Added new input parameter ‘tracking_threshold’, mainly to allow user
specification of the width of the fitness bins in the output plot of
the fitness distribution.

init.f90 ::

if(track_neutrals) tracking_threshold = 0.
! If back mutations are allowed, set the tracking threshold to zero
! so that all mutations are tracked.

if(genome_size == 0) genome_size = 1.e8
! When tracking_threshold is input as zero, this means that all
! mutations are to be tracked. In this case, set tracking_threshold
! to be equal to the minimum fitness value to prevent various
! numerical overflow problems that would arise otherwise.
tracking_threshold = max(1./genome_size,tracking_threshold)

This code is an unbelievable mess.

3 Likes

Yeah. I was trying to understand what was going on–but it’s spaghetti code, either by design or simply by poor version control management. This is the first time I looked at the code for MA–didn’t even know it was opensource. Some of the default parameters look quite strange to me from a biological perspective:

#inputs.f90
max_fav_fitness_gain = 0.01
fitness_dependent_fertility = .false.
max_fav_mutn_per_indiv = 10000

#medel.in
&computation
tracking_threshold = 0.0
extinction_threshold = 0.0
max_del_mutn_per_indiv = 10000
max_neu_mutn_per_indiv = 100
max_fav_mutn_per_indiv = 100
random_number_seed = 42
reseed_rng = F
write_dump = F
write_vcf = F
restart_case = F
restart_dump_number = 0
plot_allele_gens = 25
global_allele_analysis = T
verbosity = 1
data_file_path = ‘./’
/

It looks like there are just flat limits to the number of beneficial and neutral mutations even possible? It’s hard to tell from the variable naming, but I’m very curious about this:

fitness_dependent_fertility = .false.

It seems this block of code will run if mutational tracking is enabled and the number of offspring with favorable mutations exceeds half the hard limit–which looks like defaults to either 10000 or 100?

Basically, if any two offspring in the simulation could mate to produce an F1 with greater than the parameter max_fav_mutn_per_indiv, the program stops. lol, seems legit?

[Edit]: Just to add, this same if-then evaluation also exists for deleterious mutations, but it does seem the value max_del_mutn_per_indiv is set to much higher.

mating.f90

! Track this mutation if its fitness effect exceeds the value
! of tracking_threshold or if track_neutrals is true.

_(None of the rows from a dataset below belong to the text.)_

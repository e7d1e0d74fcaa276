use crate::domain::{EpisodeId, FlagKey, FlagLabels, ShowId};
use crate::models::episode::Episode;
use crate::models::show::ShowDetail;
use crate::optimistic::season_state::{SeasonFlagState, season_flag_state};
use crate::optimistic::toggle::{
    Notification, PendingToggle, RevertPayload, ToggleState, ToggleTarget,
};
use tracing::debug;

/// Local copy of one show's episodes and the user's flags, as displayed.
#[derive(Debug, Clone)]
pub struct ShowCache {
    show_id: ShowId,
    episodes: Vec<Episode>,
    labels: FlagLabels,
    selected_season: i32,
}

impl ShowCache {
    /// Starts on the first season, as the show page does.
    ///
    /// Flags the server reports as unwritten are held as `false`, so every
    /// episode of a season takes part in the season checkbox.
    #[must_use]
    pub fn new(detail: ShowDetail, labels: FlagLabels) -> Self {
        let episodes = detail
            .episodes
            .into_iter()
            .map(|mut ep| {
                ep.flags = ep.flags.unset_as_false();
                ep
            })
            .collect();

        Self {
            show_id: ShowId::new(detail.show.id),
            episodes,
            labels,
            selected_season: 1,
        }
    }

    #[must_use]
    pub const fn show_id(&self) -> ShowId {
        self.show_id
    }

    #[must_use]
    pub const fn selected_season(&self) -> i32 {
        self.selected_season
    }

    pub fn select_season(&mut self, season_nb: i32) {
        self.selected_season = season_nb;
    }

    #[must_use]
    pub fn labels(&self) -> &FlagLabels {
        &self.labels
    }

    #[must_use]
    pub fn episodes(&self) -> &[Episode] {
        &self.episodes
    }

    #[must_use]
    pub fn episode(&self, id: EpisodeId) -> Option<&Episode> {
        self.episodes.iter().find(|ep| ep.id == id)
    }

    pub fn season_episodes(&self, season_nb: i32) -> impl Iterator<Item = &Episode> {
        self.episodes
            .iter()
            .filter(move |ep| ep.season_nb == season_nb)
    }

    /// Checkbox state of `key` for the selected season.
    #[must_use]
    pub fn season_flag_state(&self, key: FlagKey) -> SeasonFlagState {
        season_flag_state(
            self.season_episodes(self.selected_season).map(|ep| &ep.flags),
            key,
        )
    }

    fn set_value(&mut self, id: EpisodeId, key: FlagKey, value: Option<bool>) {
        if let Some(ep) = self.episodes.iter_mut().find(|ep| ep.id == id) {
            ep.flags.set(key, value);
        }
    }

    /// Applies a single-episode toggle locally. Returns `None` if the episode
    /// is not part of this show.
    pub fn begin_episode_toggle(
        &mut self,
        episode_id: EpisodeId,
        key: FlagKey,
        value: bool,
    ) -> Option<PendingToggle> {
        let prior = self.episode(episode_id)?.flags.get(key);
        self.set_value(episode_id, key, Some(value));

        Some(PendingToggle::applied(
            ToggleTarget::Episode(episode_id),
            key,
            value,
            RevertPayload::Episode { episode_id, prior },
        ))
    }

    /// Applies a season toggle locally to every episode of the selected
    /// season whose flag differs from `value`.
    pub fn begin_season_toggle(&mut self, key: FlagKey, value: bool) -> PendingToggle {
        let season_nb = self.selected_season;
        let episode_ids: Vec<EpisodeId> = self
            .season_episodes(season_nb)
            .filter(|ep| ep.flags.get(key) != Some(value))
            .map(|ep| ep.id)
            .collect();

        for id in &episode_ids {
            self.set_value(*id, key, Some(value));
        }

        PendingToggle::applied(
            ToggleTarget::Season {
                show_id: self.show_id,
                season_nb,
            },
            key,
            value,
            RevertPayload::Season {
                episode_ids,
                restore: !value,
            },
        )
    }

    /// Records a successful write. The cache already shows it.
    pub fn confirm(&mut self, toggle: &mut PendingToggle) {
        if toggle.transition(ToggleState::Confirmed) {
            debug!(flag = %toggle.key, "Toggle confirmed");
        }
    }

    /// Undoes a failed toggle from its revert payload and returns the
    /// notification to show. Returns `None` if the toggle was already resolved.
    pub fn revert(&mut self, toggle: &mut PendingToggle) -> Option<Notification> {
        if !toggle.transition(ToggleState::Reverted) {
            return None;
        }

        let key = toggle.key;
        let label = self.labels.display(key).to_string();

        let notification = match &toggle.revert {
            RevertPayload::Episode { episode_id, prior } => {
                self.set_value(*episode_id, key, *prior);
                let name = self.episode(*episode_id).and_then(|ep| ep.name.as_deref());
                Notification::episode_failed(&label, name)
            }
            RevertPayload::Season {
                episode_ids,
                restore,
            } => {
                for id in episode_ids {
                    self.set_value(*id, key, Some(*restore));
                }
                let season_nb = match toggle.target {
                    ToggleTarget::Season { season_nb, .. } => season_nb,
                    ToggleTarget::Episode(_) => self.selected_season,
                };
                Notification::season_failed(&label, season_nb)
            }
        };

        Some(notification)
    }
}

#[cfg(test)]
mod tests {
    use super::*;
    use crate::domain::FlagSet;
    use crate::models::show::Show;

    fn key(n: u8) -> FlagKey {
        FlagKey::new(n).unwrap()
    }

    fn episode(id: i32, season_nb: i32, flag_1: Option<bool>) -> Episode {
        let mut flags = FlagSet::default();
        flags.set(key(1), flag_1);
        Episode {
            id: EpisodeId::new(id),
            tmdb_id: id * 100,
            season_nb,
            episode_nb: id,
            name: Some(format!("Episode {id}")),
            air_date: None,
            overview: None,
            image: None,
            flags,
        }
    }

    fn cache(episodes: Vec<Episode>) -> ShowCache {
        let show = Show {
            id: 9,
            tmdb_id: 900,
            name: "Test".to_string(),
            started: None,
            ended: None,
            nb_seasons: Some(2),
            nb_episodes: None,
            origin_country: Vec::new(),
            original_language: None,
            original_name: None,
            overview: None,
            image: None,
            status: None,
        };
        let mut labels: [String; 8] = Default::default();
        labels[0] = "Watched".to_string();
        ShowCache::new(ShowDetail { show, episodes }, FlagLabels::new(labels))
    }

    #[test]
    fn unwritten_flags_are_held_as_false() {
        let cache = cache(vec![episode(1, 1, None), episode(2, 1, Some(true))]);
        assert_eq!(cache.episodes()[0].flags.get(key(1)), Some(false));
        assert_eq!(cache.episodes()[0].flags.get(key(5)), Some(false));
        assert_eq!(cache.episodes()[1].flags.get(key(1)), Some(true));
    }

    #[test]
    fn never_flagged_episode_makes_season_indeterminate() {
        let cache = cache(vec![
            episode(1, 1, Some(true)),
            episode(2, 1, None),
            episode(3, 1, None),
            episode(4, 1, None),
        ]);
        assert_eq!(
            cache.season_flag_state(key(1)),
            SeasonFlagState::Indeterminate
        );
    }

    #[test]
    fn untouched_season_is_unchecked() {
        let cache = cache(vec![episode(1, 1, None), episode(2, 1, None)]);
        assert_eq!(cache.season_flag_state(key(1)), SeasonFlagState::Unchecked);
    }

    #[test]
    fn episode_revert_restores_exact_prior_value() {
        let mut cache = cache(vec![episode(1, 1, Some(true))]);
        let mut toggle = cache
            .begin_episode_toggle(EpisodeId::new(1), key(1), false)
            .unwrap();
        assert_eq!(cache.episodes()[0].flags.get(key(1)), Some(false));

        let note = cache.revert(&mut toggle).unwrap();
        assert_eq!(cache.episodes()[0].flags.get(key(1)), Some(true));
        assert_eq!(note.message, "Failed to update Watched for Episode 1");
        assert_eq!(toggle.state(), ToggleState::Reverted);
    }

    #[test]
    fn confirmed_toggle_cannot_be_reverted() {
        let mut cache = cache(vec![episode(1, 1, Some(false))]);
        let mut toggle = cache
            .begin_episode_toggle(EpisodeId::new(1), key(1), true)
            .unwrap();
        cache.confirm(&mut toggle);

        assert!(cache.revert(&mut toggle).is_none());
        assert_eq!(cache.episodes()[0].flags.get(key(1)), Some(true));
    }

    #[test]
    fn unknown_episode_is_not_toggled() {
        let mut cache = cache(vec![episode(1, 1, None)]);
        assert!(
            cache
                .begin_episode_toggle(EpisodeId::new(42), key(1), true)
                .is_none()
        );
    }

    #[test]
    fn season_toggle_touches_only_differing_episodes_of_selected_season() {
        let mut cache = cache(vec![
            episode(1, 1, Some(true)),
            episode(2, 1, None),
            episode(3, 1, Some(false)),
            episode(4, 2, None),
        ]);

        let toggle = cache.begin_season_toggle(key(1), true);
        assert_eq!(
            toggle.revert,
            RevertPayload::Season {
                episode_ids: vec![EpisodeId::new(2), EpisodeId::new(3)],
                restore: false,
            }
        );
        assert_eq!(cache.season_flag_state(key(1)), SeasonFlagState::Checked);
        assert_eq!(cache.episodes()[3].flags.get(key(1)), Some(false));
    }

    #[test]
    fn season_revert_flips_uniformly() {
        let mut cache = cache(vec![
            episode(1, 1, Some(true)),
            episode(2, 1, None),
            episode(3, 1, Some(false)),
        ]);

        let mut toggle = cache.begin_season_toggle(key(1), true);
        let note = cache.revert(&mut toggle).unwrap();

        assert_eq!(note.message, "Failed to update Watched for season 1");
        let values: Vec<_> = cache.episodes().iter().map(|e| e.flags.get(key(1))).collect();
        // Episode 2 was never written, so false is also its prior value.
        assert_eq!(values, vec![Some(true), Some(false), Some(false)]);
    }

    #[test]
    fn unlabelled_flag_uses_key_in_notification() {
        let mut cache = cache(vec![episode(1, 1, None)]);
        cache.select_season(1);
        let mut toggle = cache.begin_season_toggle(key(4), true);
        let note = cache.revert(&mut toggle).unwrap();
        assert_eq!(note.message, "Failed to update flag_4 for season 1");
    }
}
use sea_orm_migration::prelude::*;

mod m20250301_initial;
mod m20250315_episode_season_index;

pub struct Migrator;

#[async_trait::async_trait]
impl MigratorTrait for Migrator {
    fn migrations() -> Vec<Box<dyn MigrationTrait>> {
        vec![
            Box::new(m20250301_initial::Migration),
            Box::new(m20250315_episode_season_index::Migration),
        ]
    }
}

if(fitness_effect>tracking_threshold .or. track_neutrals) then

 if(mutn_type == fav) then
    
    ! Test to see if the storage limit of array fmutn_offsprng 
    ! has been exceeded.  (Note that we are using the first  
    ! slot to hold the actual mutation count.)
    
    num_mutn = fmutn_offsprng(1,hap_id) + 1 
    
    if(num_mutn + 1 > max_fav_mutn_per_indiv/2) then
       write(6,*) 'Favorable mutation count exceeds limit'
       write(9,*) 'Favorable mutation count exceeds limit'
       stop
    end if
1 Like

I think it would be really interesting to replicate some of their papers in SLiM, to see if your get the same results. And then to track down the specific places that cause the difference.

It is too Sanford’s credit that they make the code open source.

1 Like

What does stopping do though? Is that a failure or is it a success?

It’s just a value that is set in the program. I’m not sure it has any simulation value–other than limiting the number of generations/iterations performed? I see it defined with two different values in two different locations. It may be user-defined. Would be good to ask others who have played with the program before @CrisprCAS9 @Sweary_Biochemist @Rumraket

#inputs.f90
max_fav_mutn_per_indiv = 10000

#medel.in
&computation
tracking_threshold = 0.0
extinction_threshold = 0.0
max_del_mutn_per_indiv = 10000
max_neu_mutn_per_indiv = 100
max_fav_mutn_per_indiv = 100

I have no idea.

I’m not sure “failure or success” can really be applied to the sim, beyond its desperation to prove mutational degradation.
Normally the sim runs for a predefined number of generations (10000, I think), under the understanding that trends in fitness should be discernable by that point, and that tracking the spread of mutations becomes increasingly memory taxing as generations pass (I cannot confirm the validity of this claim), but in the case of “favourable mutations exceeds limit” it literally just halts. It can do this as early as 170 generations in my hands, and that was, I think, with a 50:50 ratio of favourable:deleterious (which resulted in a mild decrease in fitness at the time of sim termination).

In its current iteration, it seems literally hard-coded to prevent fitness increases.

3 Likes

I suspect that’s due to the maximum limits in fitness per mutation and the maximum limit of total fitness gain. Both parameters can be tweaked somewhat. However, playing with MA yesterday–the weird version that displays everything in Chrome–it did seem to hard limit the maximum total fitness parameter. Or, I just couldn’t figure out how to adjust it above 0.01.

Maybe there is a reason for that, it’s just not clear to me why the limit for favorable fitness is set much lower than the limit for deleterious fitness if this is a computational resource concern.

2 Likes

The answer is MA was deliberately written to support the YEC “Genetic Entropy” claims. It does not model actual evolution. It has been rigged from the start to produce only YEC favorable results which is why the constant use of MA as support for GE is so disingenuous.

6 Likes

“All models are wrong, but some are useful” - (credited to) George Box

Of course, ‘useful’ is defined in terms of one’s purposes:

For modeling life on Earth, the ‘Mendel’s Accountant’ software is, if anything, ‘anti-useful’.

For supporting a fringe theory lacking support from actual science, it seems to be useful enough.

4 Likes

Sure–even if we didn’t ascribe intentional deception to the programmers (maybe they are just exceptionally bad with numbers/biology), MA doesn’t appear capable of reproducing wetlab experimental results. It is effectively useless as a simulation tool in that way.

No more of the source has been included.